Dataset entries
--------------------

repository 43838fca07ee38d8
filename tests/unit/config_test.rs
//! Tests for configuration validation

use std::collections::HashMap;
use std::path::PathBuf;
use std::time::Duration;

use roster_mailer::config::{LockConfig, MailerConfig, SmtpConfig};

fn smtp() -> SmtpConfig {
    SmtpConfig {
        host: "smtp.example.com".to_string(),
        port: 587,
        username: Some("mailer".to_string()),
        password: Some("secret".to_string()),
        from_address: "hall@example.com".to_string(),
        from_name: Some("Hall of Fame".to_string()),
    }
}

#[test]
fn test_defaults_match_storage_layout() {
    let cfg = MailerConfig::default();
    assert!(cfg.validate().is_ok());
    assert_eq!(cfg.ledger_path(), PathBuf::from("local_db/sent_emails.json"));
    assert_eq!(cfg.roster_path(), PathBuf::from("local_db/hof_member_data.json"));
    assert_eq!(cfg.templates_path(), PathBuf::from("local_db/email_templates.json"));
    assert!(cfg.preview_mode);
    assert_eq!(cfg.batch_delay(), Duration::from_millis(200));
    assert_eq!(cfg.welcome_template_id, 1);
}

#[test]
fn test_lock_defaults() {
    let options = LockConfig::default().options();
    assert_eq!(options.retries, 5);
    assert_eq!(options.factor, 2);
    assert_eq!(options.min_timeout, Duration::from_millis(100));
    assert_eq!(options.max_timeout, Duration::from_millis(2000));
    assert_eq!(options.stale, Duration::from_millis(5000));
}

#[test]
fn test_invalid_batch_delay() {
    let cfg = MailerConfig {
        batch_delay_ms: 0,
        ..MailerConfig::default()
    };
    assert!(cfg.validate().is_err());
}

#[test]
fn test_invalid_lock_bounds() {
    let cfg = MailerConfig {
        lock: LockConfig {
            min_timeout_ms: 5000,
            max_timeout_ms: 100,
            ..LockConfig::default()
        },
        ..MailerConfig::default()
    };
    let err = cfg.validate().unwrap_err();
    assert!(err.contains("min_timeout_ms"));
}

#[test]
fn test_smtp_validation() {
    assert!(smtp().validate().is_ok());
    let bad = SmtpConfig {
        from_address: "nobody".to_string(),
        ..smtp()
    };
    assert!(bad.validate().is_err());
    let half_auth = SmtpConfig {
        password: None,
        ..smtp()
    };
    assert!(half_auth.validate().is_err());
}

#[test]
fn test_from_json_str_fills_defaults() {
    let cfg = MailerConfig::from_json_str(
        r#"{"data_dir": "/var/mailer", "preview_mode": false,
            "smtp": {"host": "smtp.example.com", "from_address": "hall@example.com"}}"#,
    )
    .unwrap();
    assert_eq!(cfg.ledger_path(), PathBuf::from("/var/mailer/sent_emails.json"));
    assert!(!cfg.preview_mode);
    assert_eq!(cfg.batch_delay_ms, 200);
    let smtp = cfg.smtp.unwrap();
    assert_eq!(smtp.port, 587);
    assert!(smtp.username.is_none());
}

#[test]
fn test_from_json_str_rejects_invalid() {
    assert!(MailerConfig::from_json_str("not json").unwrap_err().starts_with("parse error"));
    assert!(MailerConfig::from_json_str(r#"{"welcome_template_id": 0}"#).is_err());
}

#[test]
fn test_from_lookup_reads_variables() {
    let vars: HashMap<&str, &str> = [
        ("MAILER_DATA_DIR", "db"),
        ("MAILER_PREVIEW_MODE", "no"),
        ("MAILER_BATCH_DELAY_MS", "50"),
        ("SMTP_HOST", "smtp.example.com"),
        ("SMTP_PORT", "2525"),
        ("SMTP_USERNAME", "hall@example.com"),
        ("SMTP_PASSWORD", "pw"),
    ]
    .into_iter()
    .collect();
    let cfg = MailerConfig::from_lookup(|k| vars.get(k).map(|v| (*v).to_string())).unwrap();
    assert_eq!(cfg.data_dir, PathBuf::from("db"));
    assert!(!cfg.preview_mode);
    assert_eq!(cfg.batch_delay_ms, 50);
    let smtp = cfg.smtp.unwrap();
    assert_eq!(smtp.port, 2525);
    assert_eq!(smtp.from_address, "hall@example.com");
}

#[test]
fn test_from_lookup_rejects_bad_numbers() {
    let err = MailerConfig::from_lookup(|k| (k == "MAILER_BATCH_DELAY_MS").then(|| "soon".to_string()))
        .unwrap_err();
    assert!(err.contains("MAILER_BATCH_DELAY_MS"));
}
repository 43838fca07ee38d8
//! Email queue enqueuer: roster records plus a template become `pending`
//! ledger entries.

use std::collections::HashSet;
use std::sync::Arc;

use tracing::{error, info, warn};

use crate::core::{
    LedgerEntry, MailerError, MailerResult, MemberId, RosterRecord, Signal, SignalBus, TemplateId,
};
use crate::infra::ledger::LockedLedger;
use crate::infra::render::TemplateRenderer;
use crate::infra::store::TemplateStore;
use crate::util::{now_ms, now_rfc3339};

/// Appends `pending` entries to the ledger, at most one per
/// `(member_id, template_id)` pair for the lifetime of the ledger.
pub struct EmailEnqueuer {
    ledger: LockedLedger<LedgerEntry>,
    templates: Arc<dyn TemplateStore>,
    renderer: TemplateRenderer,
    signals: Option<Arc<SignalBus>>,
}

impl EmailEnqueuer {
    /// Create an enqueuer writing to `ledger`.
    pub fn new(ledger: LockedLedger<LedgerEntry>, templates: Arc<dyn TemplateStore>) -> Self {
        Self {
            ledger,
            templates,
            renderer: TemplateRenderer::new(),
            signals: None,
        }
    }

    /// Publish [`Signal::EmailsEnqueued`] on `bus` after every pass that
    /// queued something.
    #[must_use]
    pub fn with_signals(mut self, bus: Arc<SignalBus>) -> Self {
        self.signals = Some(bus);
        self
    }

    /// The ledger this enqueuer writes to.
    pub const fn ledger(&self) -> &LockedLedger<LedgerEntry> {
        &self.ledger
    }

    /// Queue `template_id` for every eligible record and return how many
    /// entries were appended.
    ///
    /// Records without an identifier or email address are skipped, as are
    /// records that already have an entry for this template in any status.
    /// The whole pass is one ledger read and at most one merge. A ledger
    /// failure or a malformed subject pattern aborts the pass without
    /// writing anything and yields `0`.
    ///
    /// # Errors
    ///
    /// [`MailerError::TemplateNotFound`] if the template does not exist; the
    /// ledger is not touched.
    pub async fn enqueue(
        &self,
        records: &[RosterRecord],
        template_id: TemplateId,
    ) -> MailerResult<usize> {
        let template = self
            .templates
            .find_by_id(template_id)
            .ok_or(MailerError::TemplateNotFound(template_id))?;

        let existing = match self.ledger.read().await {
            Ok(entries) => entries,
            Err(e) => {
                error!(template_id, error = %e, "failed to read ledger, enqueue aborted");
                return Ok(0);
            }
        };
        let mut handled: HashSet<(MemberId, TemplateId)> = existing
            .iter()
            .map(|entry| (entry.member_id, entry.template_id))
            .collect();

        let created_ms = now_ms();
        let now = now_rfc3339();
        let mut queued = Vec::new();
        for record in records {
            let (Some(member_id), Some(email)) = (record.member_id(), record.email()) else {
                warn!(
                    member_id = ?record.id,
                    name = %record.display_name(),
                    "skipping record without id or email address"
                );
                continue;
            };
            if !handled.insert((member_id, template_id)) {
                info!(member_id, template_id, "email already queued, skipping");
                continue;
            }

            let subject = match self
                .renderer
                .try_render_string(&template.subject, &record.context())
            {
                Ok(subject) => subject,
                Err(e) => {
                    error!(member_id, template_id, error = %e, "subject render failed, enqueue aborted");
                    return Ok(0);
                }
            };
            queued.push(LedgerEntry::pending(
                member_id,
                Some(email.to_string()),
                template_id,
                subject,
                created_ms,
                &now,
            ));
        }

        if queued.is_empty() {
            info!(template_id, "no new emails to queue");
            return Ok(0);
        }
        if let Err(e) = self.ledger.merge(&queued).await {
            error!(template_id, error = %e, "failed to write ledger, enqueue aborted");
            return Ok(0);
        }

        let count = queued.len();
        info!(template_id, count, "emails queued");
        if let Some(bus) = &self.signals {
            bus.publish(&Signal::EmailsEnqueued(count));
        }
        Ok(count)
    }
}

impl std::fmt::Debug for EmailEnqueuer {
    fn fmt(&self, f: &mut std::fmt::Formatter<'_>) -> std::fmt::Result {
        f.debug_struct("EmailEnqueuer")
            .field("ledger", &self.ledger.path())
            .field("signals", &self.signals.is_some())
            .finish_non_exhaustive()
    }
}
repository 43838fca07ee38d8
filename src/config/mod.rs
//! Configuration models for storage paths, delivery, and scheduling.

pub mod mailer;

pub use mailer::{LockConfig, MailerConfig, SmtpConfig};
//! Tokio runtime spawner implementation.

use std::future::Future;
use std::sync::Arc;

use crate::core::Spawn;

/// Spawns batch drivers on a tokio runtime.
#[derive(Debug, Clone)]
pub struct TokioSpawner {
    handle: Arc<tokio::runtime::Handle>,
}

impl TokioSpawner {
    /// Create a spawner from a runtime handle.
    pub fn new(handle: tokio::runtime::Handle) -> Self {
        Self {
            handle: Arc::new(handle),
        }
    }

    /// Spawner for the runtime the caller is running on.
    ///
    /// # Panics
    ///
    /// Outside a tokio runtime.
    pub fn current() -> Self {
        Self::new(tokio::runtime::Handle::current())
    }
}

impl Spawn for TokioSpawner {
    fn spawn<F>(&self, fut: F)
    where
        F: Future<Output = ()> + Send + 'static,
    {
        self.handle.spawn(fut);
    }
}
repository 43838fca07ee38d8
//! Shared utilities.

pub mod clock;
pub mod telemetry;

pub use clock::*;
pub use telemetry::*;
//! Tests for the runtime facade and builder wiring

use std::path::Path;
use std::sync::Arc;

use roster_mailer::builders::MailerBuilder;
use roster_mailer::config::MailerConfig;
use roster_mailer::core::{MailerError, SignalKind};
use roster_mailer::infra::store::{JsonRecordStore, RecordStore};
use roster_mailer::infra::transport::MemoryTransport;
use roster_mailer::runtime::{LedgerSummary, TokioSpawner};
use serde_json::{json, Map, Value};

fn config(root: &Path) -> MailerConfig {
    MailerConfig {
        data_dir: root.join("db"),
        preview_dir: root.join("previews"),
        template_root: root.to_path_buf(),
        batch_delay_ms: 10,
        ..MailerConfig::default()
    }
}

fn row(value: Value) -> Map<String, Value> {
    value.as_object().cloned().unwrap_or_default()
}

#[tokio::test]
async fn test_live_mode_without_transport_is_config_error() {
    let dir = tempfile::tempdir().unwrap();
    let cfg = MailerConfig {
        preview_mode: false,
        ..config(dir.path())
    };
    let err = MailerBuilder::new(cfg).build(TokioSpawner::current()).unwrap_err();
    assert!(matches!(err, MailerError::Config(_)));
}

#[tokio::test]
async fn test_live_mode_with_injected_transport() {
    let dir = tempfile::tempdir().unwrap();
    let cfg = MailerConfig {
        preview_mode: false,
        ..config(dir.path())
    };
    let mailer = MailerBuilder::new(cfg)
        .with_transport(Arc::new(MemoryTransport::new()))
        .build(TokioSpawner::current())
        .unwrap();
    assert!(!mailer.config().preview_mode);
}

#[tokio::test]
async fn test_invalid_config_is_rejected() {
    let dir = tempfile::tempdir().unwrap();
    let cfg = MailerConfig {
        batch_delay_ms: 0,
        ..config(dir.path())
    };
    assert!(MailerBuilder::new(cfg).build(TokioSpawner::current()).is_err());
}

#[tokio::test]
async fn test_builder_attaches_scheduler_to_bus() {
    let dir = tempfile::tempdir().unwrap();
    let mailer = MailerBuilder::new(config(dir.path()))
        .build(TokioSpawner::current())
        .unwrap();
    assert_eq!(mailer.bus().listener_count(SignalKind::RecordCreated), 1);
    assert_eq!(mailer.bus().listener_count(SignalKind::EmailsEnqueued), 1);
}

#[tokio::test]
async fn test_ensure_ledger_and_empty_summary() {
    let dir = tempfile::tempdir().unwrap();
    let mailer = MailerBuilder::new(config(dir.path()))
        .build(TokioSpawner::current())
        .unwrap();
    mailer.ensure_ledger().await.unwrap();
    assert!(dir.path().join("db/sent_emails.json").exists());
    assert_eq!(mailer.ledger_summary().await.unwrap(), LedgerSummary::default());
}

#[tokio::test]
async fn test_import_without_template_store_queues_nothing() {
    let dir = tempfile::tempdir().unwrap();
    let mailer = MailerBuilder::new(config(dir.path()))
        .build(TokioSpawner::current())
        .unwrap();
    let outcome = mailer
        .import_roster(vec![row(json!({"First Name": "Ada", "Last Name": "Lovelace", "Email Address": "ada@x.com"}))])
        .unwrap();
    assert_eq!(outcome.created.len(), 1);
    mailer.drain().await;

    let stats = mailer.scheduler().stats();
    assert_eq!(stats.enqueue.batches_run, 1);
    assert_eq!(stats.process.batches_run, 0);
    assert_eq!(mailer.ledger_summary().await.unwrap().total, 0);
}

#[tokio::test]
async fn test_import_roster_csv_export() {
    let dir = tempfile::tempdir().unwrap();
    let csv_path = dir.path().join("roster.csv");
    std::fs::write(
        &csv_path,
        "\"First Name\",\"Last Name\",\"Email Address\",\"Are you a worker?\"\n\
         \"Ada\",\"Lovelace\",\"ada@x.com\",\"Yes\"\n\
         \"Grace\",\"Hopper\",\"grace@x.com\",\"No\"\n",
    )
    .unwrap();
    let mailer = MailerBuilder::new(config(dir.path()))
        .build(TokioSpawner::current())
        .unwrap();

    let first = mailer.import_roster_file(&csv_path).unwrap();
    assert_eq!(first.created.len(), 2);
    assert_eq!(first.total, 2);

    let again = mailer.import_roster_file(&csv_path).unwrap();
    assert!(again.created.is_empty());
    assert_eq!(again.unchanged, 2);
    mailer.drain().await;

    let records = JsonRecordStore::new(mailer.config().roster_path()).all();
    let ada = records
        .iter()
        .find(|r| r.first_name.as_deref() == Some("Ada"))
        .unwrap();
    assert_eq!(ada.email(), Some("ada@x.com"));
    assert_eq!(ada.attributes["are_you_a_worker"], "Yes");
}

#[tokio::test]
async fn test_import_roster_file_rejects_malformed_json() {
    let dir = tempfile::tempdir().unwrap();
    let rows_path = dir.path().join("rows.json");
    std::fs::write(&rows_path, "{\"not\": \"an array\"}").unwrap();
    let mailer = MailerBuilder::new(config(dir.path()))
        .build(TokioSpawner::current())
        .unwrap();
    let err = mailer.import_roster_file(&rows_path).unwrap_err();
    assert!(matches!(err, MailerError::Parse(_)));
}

--------------------

*Aim of the task*. Each line of the records with the word "aborted" in it is to be copied.

*Response for this exercise*.
                error!(template_id, error = %e, "failed to read ledger, enqueue aborted");
                    error!(member_id, template_id, error = %e, "subject render failed, enqueue aborted");
            error!(template_id, error = %e, "failed to write ledger, enqueue aborted");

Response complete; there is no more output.